Great humorous/horrific moment: Ash is forced to cut off his possessed hand after it torments him.
Shaun of the Dead
Shaun is a London slacker with no ambition except to hang out at the pub and win back his smart, has-it-together ex-girlfriend. Later, as zombies spread across London, his ambition turns into "fighting a zombie horde and keeping my friends and family alive."
Great humorous/horrific moment: Shaun shops at the corner market, oblivious to the bloody handprint on the glass refrigerator door.
Teenagers in this sleepy town of Woodsboro are being picked off one by one. The best part? They're all media-savvy horror fans who recognize their plight. Resourceful Sydney is trying to cope with the death of her mother when the killer, Ghostface, appears. It surprises no one to learn that the murder of Sydney's mother is ultimately linked to the Ghostface killings.
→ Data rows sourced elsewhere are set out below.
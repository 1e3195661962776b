//! Fixed-size worker pool over a bounded work queue
//!
//! One pool per pipeline stage: a bounded crossbeam channel for
//! backpressure, scoped worker threads, an explicit join, and a single
//! first-error-wins propagation path. A failed worker stops consuming; once
//! every receiver is gone the producer's `send` fails and it stops too.

use anyhow::Result;
use crossbeam_channel::{bounded, Sender};
use std::sync::Mutex;

/// Run `producer` on the calling thread feeding a bounded queue consumed by
/// `workers` threads running `work`. Returns the first error raised by the
/// producer or any worker.
///
/// The producer should treat a failed `send` as a signal to stop: it means
/// every worker has exited (first error already captured).
pub fn run_stage<T, P, W>(workers: usize, capacity: usize, producer: P, work: W) -> Result<()>
where
    T: Send,
    P: FnOnce(&Sender<T>) -> Result<()>,
    W: Fn(T) -> Result<()> + Sync,
{
    assert!(workers > 0, "stage needs at least one worker");
    let (tx, rx) = bounded::<T>(capacity);
    let first_error: Mutex<Option<anyhow::Error>> = Mutex::new(None);

    let producer_result = std::thread::scope(|s| {
        for _ in 0..workers {
            let rx = rx.clone();
            let first_error = &first_error;
            let work = &work;
            s.spawn(move || {
                while let Ok(item) = rx.recv() {
                    if let Err(err) = work(item) {
                        let mut slot = first_error.lock().unwrap();
                        if slot.is_none() {
                            *slot = Some(err);
                        }
                        return;
                    }
                }
            });
        }
        drop(rx);
        let result = producer(&tx);
        drop(tx);
        result
        // Scope exit joins every worker.
    });

    if let Some(err) = first_error.into_inner().unwrap() {
        return Err(err);
    }
    producer_result
}

#[cfg(test)]
mod tests {
    use super::*;
    use std::sync::atomic::{AtomicU64, Ordering};

    #[test]
    fn test_all_items_processed() {
        let processed = AtomicU64::new(0);
        run_stage(
            4,
            8,
            |tx| {
                for i in 0..1000u64 {
                    if tx.send(i).is_err() {
                        break;
                    }
                }
                Ok(())
            },
            |_item| {
                processed.fetch_add(1, Ordering::Relaxed);
                Ok(())
            },
        )
        .unwrap();
        assert_eq!(processed.load(Ordering::Relaxed), 1000);
    }

    #[test]
    fn test_first_error_wins() {
        let err = run_stage(
            2,
            4,
            |tx| {
                for i in 0..100u64 {
                    if tx.send(i).is_err() {
                        break;
                    }
                }
                Ok(())
            },
            |item| {
                if item == 7 {
                    anyhow::bail!("worker failed on item {}", item)
                }
                Ok(())
            },
        )
        .unwrap_err();
        assert!(err.to_string().contains("item 7"));
    }

    #[test]
    fn test_producer_error_propagates() {
        let err = run_stage(
            2,
            4,
            |tx| {
                tx.send(1u64).ok();
                anyhow::bail!("producer gave up")
            },
            |_item| Ok(()),
        )
        .unwrap_err();
        assert!(err.to_string().contains("producer gave up"));
    }
}
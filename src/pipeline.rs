//! Pipeline orchestrator
//!
//! Drives Normalize -> Dedup -> Index -> Sort as one run from a declarative
//! JSON configuration, each stage with its own worker-pool size. Records
//! stream from the dedup writer straight into the per-key index stages over
//! bounded channels, so the dataset never lands on disk between those
//! stages; sorting starts once a key's shards are complete.
//!
//! A fatal error in any stage halts everything downstream and reports which
//! stage failed. Stages write new files rather than mutating their inputs,
//! so artifacts committed by earlier stages stay usable for a retry.

use crate::bloom::BloomFilter;
use crate::dedup::run_dedup;
use crate::index::{IndexEntry, IndexStats, ShardWriter};
use crate::normalize::{DumpFormat, Normalizer};
use crate::record::{encode_key, KeyField, Record};
use crate::sorter::{ExternalSorter, SortConfig, DEFAULT_FAN_IN};
use crate::status::CurationStats;

use anyhow::{Context, Result};
use crossbeam_channel::{bounded, Receiver};
use serde::{Deserialize, Serialize};
use std::path::{Path, PathBuf};
use std::sync::atomic::Ordering;
use std::sync::Arc;

/// Queue depth from the dedup writer into each key's index stage.
const INDEX_QUEUE_DEPTH: usize = 4096;

fn default_keys() -> Vec<KeyField> {
    vec![KeyField::User, KeyField::Email]
}

fn default_bloom_workers() -> usize {
    1
}

fn default_cpu_workers() -> usize {
    num_cpus::get()
}

fn default_filter_size_gb() -> f64 {
    8.0
}

fn default_filter_hashes() -> u32 {
    14
}

fn default_max_memory_mb() -> u64 {
    1024
}

fn default_true() -> bool {
    true
}

/// Optional normalize stage of an auto run.
#[derive(Debug, Clone, Serialize, Deserialize)]
pub struct NormalizeConfig {
    pub target: PathBuf,
    pub format: DumpFormat,
    #[serde(default)]
    pub recursive: bool,
    #[serde(default)]
    pub skip_prefix: Option<String>,
    #[serde(default)]
    pub skip_suffix: Option<String>,
}

/// Bloom-dedup stage parameters.
#[derive(Debug, Clone, Serialize, Deserialize)]
pub struct BloomConfig {
    #[serde(default = "default_bloom_workers")]
    pub workers: usize,
    #[serde(default = "default_filter_size_gb")]
    pub filter_size_gb: f64,
    #[serde(default = "default_filter_hashes")]
    pub filter_hashes: u32,
    #[serde(default)]
    pub filter_load: Option<PathBuf>,
    #[serde(default)]
    pub filter_save: Option<PathBuf>,
}

impl Default for BloomConfig {
    fn default() -> Self {
        Self {
            workers: default_bloom_workers(),
            filter_size_gb: default_filter_size_gb(),
            filter_hashes: default_filter_hashes(),
            filter_load: None,
            filter_save: None,
        }
    }
}

/// One explicit, validated configuration object per auto invocation.
#[derive(Debug, Clone, Serialize, Deserialize)]
pub struct AutoConfig {
    /// Normalized record store, or the store the normalize stage writes.
    pub input: PathBuf,
    /// Directory receiving the deduped store and sorted indexes.
    pub output_dir: PathBuf,
    #[serde(default)]
    pub normalize: Option<NormalizeConfig>,
    #[serde(default = "default_keys")]
    pub keys: Vec<KeyField>,
    #[serde(default)]
    pub bloom: BloomConfig,
    #[serde(default = "default_cpu_workers")]
    pub index_workers: usize,
    #[serde(default = "default_cpu_workers")]
    pub sort_workers: usize,
    /// Advisory sort memory ceiling in MB.
    #[serde(default = "default_max_memory_mb")]
    pub max_memory_mb: u64,
    #[serde(default)]
    pub temp_dir: Option<PathBuf>,
    #[serde(default = "default_true")]
    pub cleanup: bool,
    #[serde(default)]
    pub verify: bool,
}

impl AutoConfig {
    pub fn load(path: &Path) -> Result<Self> {
        let text = std::fs::read_to_string(path)
            .with_context(|| format!("failed to read config file {:?}", path))?;
        let config: Self = serde_json::from_str(&text)
            .with_context(|| format!("failed to parse config file {:?}", path))?;
        config.validate()?;
        Ok(config)
    }

    /// A template configuration with every field at its default, for
    /// `--generate`.
    pub fn template() -> Self {
        Self {
            input: PathBuf::from("leaks.json"),
            output_dir: PathBuf::from("curated"),
            normalize: None,
            keys: default_keys(),
            bloom: BloomConfig::default(),
            index_workers: default_cpu_workers(),
            sort_workers: default_cpu_workers(),
            max_memory_mb: default_max_memory_mb(),
            temp_dir: None,
            cleanup: true,
            verify: false,
        }
    }

    /// Reject bad parameters at construction time, not at first use.
    pub fn validate(&self) -> Result<()> {
        if self.keys.is_empty() {
            anyhow::bail!("at least one index key is required");
        }
        if self.bloom.workers == 0 {
            anyhow::bail!("bloom worker count must be positive");
        }
        if self.index_workers == 0 {
            anyhow::bail!("index worker count must be positive");
        }
        if self.sort_workers == 0 {
            anyhow::bail!("sort worker count must be positive");
        }
        if self.max_memory_mb == 0 {
            anyhow::bail!("sort memory ceiling must be positive");
        }
        if !(self.bloom.filter_size_gb > 0.0) || !self.bloom.filter_size_gb.is_finite() {
            anyhow::bail!("bloom filter size must be positive");
        }
        if self.bloom.filter_hashes == 0 {
            anyhow::bail!("bloom filter hash count must be positive");
        }
        Ok(())
    }

    fn temp_dir(&self) -> PathBuf {
        self.temp_dir
            .clone()
            .unwrap_or_else(|| self.output_dir.clone())
    }
}

/// What a finished auto run produced.
#[derive(Debug)]
pub struct PipelineSummary {
    /// The deduped canonical store all indexes reference.
    pub store: PathBuf,
    pub indexes: Vec<(KeyField, PathBuf)>,
    pub unique: u64,
    pub duplicates: u64,
}

/// A surviving record line with its location in the deduped store.
struct Located {
    offset: u64,
    length: u32,
    line: String,
}

/// Run the full pipeline described by `config`.
pub fn run_pipeline(config: &AutoConfig, stats: &CurationStats) -> Result<PipelineSummary> {
    config.validate()?;
    std::fs::create_dir_all(&config.output_dir)
        .with_context(|| format!("failed to create output dir {:?}", config.output_dir))?;
    let temp_dir = config.temp_dir();
    std::fs::create_dir_all(&temp_dir)
        .with_context(|| format!("failed to create temp dir {:?}", temp_dir))?;

    // Stage: normalize (optional).
    let store_in = match &config.normalize {
        Some(norm) => {
            let normalized = config.output_dir.join("normalized.json");
            let mut normalizer = Normalizer::new(
                norm.format,
                &normalized,
                false,
                norm.skip_prefix.clone(),
                norm.skip_suffix.clone(),
            )
            .context("normalize stage failed")?;
            normalizer
                .run(&norm.target, norm.recursive, &CurationStats::new())
                .context("normalize stage failed")?;
            drop(normalizer);
            normalized
        }
        None => config.input.clone(),
    };

    // Stage: dedup, streaming into the per-key index stages.
    let filter = match &config.bloom.filter_load {
        Some(path) => Arc::new(
            BloomFilter::load(
                path,
                BloomFilter::bits_for_size_gb(config.bloom.filter_size_gb),
                config.bloom.filter_hashes,
            )
            .context("dedup stage failed loading the bloom filter")?,
        ),
        None => Arc::new(
            BloomFilter::with_size_gb(config.bloom.filter_size_gb, config.bloom.filter_hashes)
                .context("dedup stage failed")?,
        ),
    };

    let store_out = config.output_dir.join("clean.json");
    let key_stats: Vec<IndexStats> = config.keys.iter().map(|_| IndexStats::new()).collect();
    let mut shards_per_key: Vec<Vec<PathBuf>> = vec![Vec::new(); config.keys.len()];

    std::thread::scope(|s| -> Result<()> {
        let mut senders = Vec::with_capacity(config.keys.len());
        let mut handles = Vec::new();
        for (ki, key) in config.keys.iter().enumerate() {
            let (tx, rx) = bounded::<Located>(INDEX_QUEUE_DEPTH);
            senders.push(tx);
            for worker in 0..config.index_workers {
                let rx: Receiver<Located> = rx.clone();
                let shard_path = temp_dir.join(format!("{}-shard-{:02}.idx", key.name(), worker));
                let stats = &key_stats[ki];
                let key = *key;
                handles.push((ki, s.spawn(move || index_worker(key, rx, shard_path, stats))));
            }
        }

        let dedup_result = run_dedup(
            &store_in,
            &store_out,
            false,
            Arc::clone(&filter),
            config.bloom.workers,
            stats,
            |offset, line| {
                let length = line.len() as u32;
                for tx in &senders {
                    tx.send(Located {
                        offset,
                        length,
                        line: line.to_string(),
                    })
                    .context("index stage exited early")?;
                }
                Ok(())
            },
        )
        .context("dedup stage failed");
        drop(senders);

        let mut index_result: Result<()> = Ok(());
        for (ki, handle) in handles {
            match handle.join() {
                Ok(Ok(shard)) => shards_per_key[ki].push(shard),
                Ok(Err(err)) => {
                    if index_result.is_ok() {
                        index_result = Err(err.context(format!(
                            "index stage ({}) failed",
                            config.keys[ki].name()
                        )));
                    }
                }
                Err(panic) => std::panic::resume_unwind(panic),
            }
        }
        dedup_result.and(index_result)
    })?;

    if let Some(path) = &config.bloom.filter_save {
        filter
            .save(path)
            .context("dedup stage failed saving the bloom filter")?;
    }

    // Stage: sort, one ordered index per key.
    let mut indexes = Vec::with_capacity(config.keys.len());
    for (ki, key) in config.keys.iter().enumerate() {
        log::info!(
            "{}: {} entries indexed, {} malformed",
            key.name(),
            key_stats[ki].indexed.load(Ordering::Relaxed),
            key_stats[ki].malformed.load(Ordering::Relaxed)
        );
        let output = config.output_dir.join(format!("{}.idx", key.name()));
        let mut sorter = ExternalSorter::new(SortConfig {
            max_memory: config.max_memory_mb * 1024 * 1024,
            workers: config.sort_workers,
            temp_dir: temp_dir.clone(),
            verify: config.verify,
            cleanup: config.cleanup,
            fan_in: DEFAULT_FAN_IN,
        })
        .with_context(|| format!("sort stage ({}) failed", key.name()))?;
        let summary = sorter
            .sort(&shards_per_key[ki], &output)
            .with_context(|| format!("sort stage ({}) failed", key.name()))?;
        log::info!(
            "sorted {} entries into {:?} ({} chunks, {} merge passes)",
            summary.entries,
            output,
            summary.chunks,
            summary.merge_passes
        );
        if config.cleanup {
            for shard in &shards_per_key[ki] {
                if let Err(err) = std::fs::remove_file(shard) {
                    log::warn!("failed to remove shard {:?}: {}", shard, err);
                }
            }
        }
        indexes.push((*key, output));
    }

    Ok(PipelineSummary {
        store: store_out,
        indexes,
        unique: stats.unique.load(Ordering::Relaxed),
        duplicates: stats.duplicates.load(Ordering::Relaxed),
    })
}

/// One index-stage worker: drain located records into an owned shard.
fn index_worker(
    key: KeyField,
    rx: Receiver<Located>,
    shard_path: PathBuf,
    stats: &IndexStats,
) -> Result<PathBuf> {
    let mut shard = ShardWriter::create(shard_path)?;
    while let Ok(item) = rx.recv() {
        match Record::from_line(&item.line) {
            Ok(record) => {
                shard.push(&IndexEntry {
                    key: encode_key(record.field(key)),
                    offset: item.offset,
                    length: item.length,
                })?;
                stats.indexed.fetch_add(1, Ordering::Relaxed);
            }
            Err(err) => {
                log::debug!("skipping malformed record at offset {}: {}", item.offset, err);
                stats.malformed.fetch_add(1, Ordering::Relaxed);
            }
        }
    }
    let (path, _) = shard.finish()?;
    Ok(path)
}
This movie had three sequels ... so far.
Great humorous/horrific moment: When learning that the school principal was disemboweled, students run to look at the body.
Tucker and Dale vs. Evil
Tucker and Dale vs. Evil works with role reversals: Just as in Buffy the Vampire Slayer, where vampires are afraid of the blonde, in T&DvsE, the rednecks are afraid of the college students. What starts off as a few amusing misunderstandings escalates into a full-scale slashfest, and we learn fairly quickly who the "evil" is in the title. (And it's not the good ol' boys.)
Great humorous/horrific moment: Though perfectly innocent, Tucker and Dale appear as chainsaw-wielding, woman-beating mass murderers. Multiple times.
Shadow of the Vampire
This what-if tale surrounding the classic 1922 horror movie Nosferatu asks the question "What if the actor who played Nosferatu was a real vampire?" The answer: As bodies drop all over the set, the director is in constant negotiation with a vamp who doesn't know the meaning of delayed gratification.
Great humorous/horrific moment: Vampire Max Schreck grabs a bat and enthusiastically sucks it dry. Rather than be frightened, his co-workers are deeply impressed with his acting ability.
A meteor plunges to Earth, bringing with it an alien parasite, and a small-town man, Grant, becomes infected by alien slugs. The sheriff battles the slugs, as well as his attraction to his ex-girlfriend, Starla, Grant's wife. As the slug infection spreads to the townspeople, they retain Grant's memories ... and they want his wife back.
Great humorous/horrific moment: When confronted with an obvious infection, one man claims poison ivy. His possessed, evil-eyed daughters say in unison, "We're itchy."
Little Shop of Horrors
Little Shop of Horrors is a romantic horror musical, with toe-tapping tunes that distract you from the fear of being eaten by a killer plant from space, aka "Audrey II." It's definitely not as horrific as some movies on this list, but you won't fail to be creeped out when Audrey II tempts his owner into providing him with fresh blood: "A lot of folks deserve to die."
Great humorous/horrific moment: Comedian Steve Martin, who plays a sadist, sings "Dentist," a song about his love of torture.
The real Elvis Presley (again, the awesome Bruce Campbell) and a black John F. Kennedy live in Shady Rest Nursing Home ... a nursing home that's under attack by a soul-sucking mummy. Despite age and infirmity, they band together to drive out the monster. Although a larger budget may have helped amp up the scares, the film's dry, quirky wit makes it a don't-miss movie.
Bubba Ho-Tep was based on a short story written by Joe Lansdale, the master of humorous horror.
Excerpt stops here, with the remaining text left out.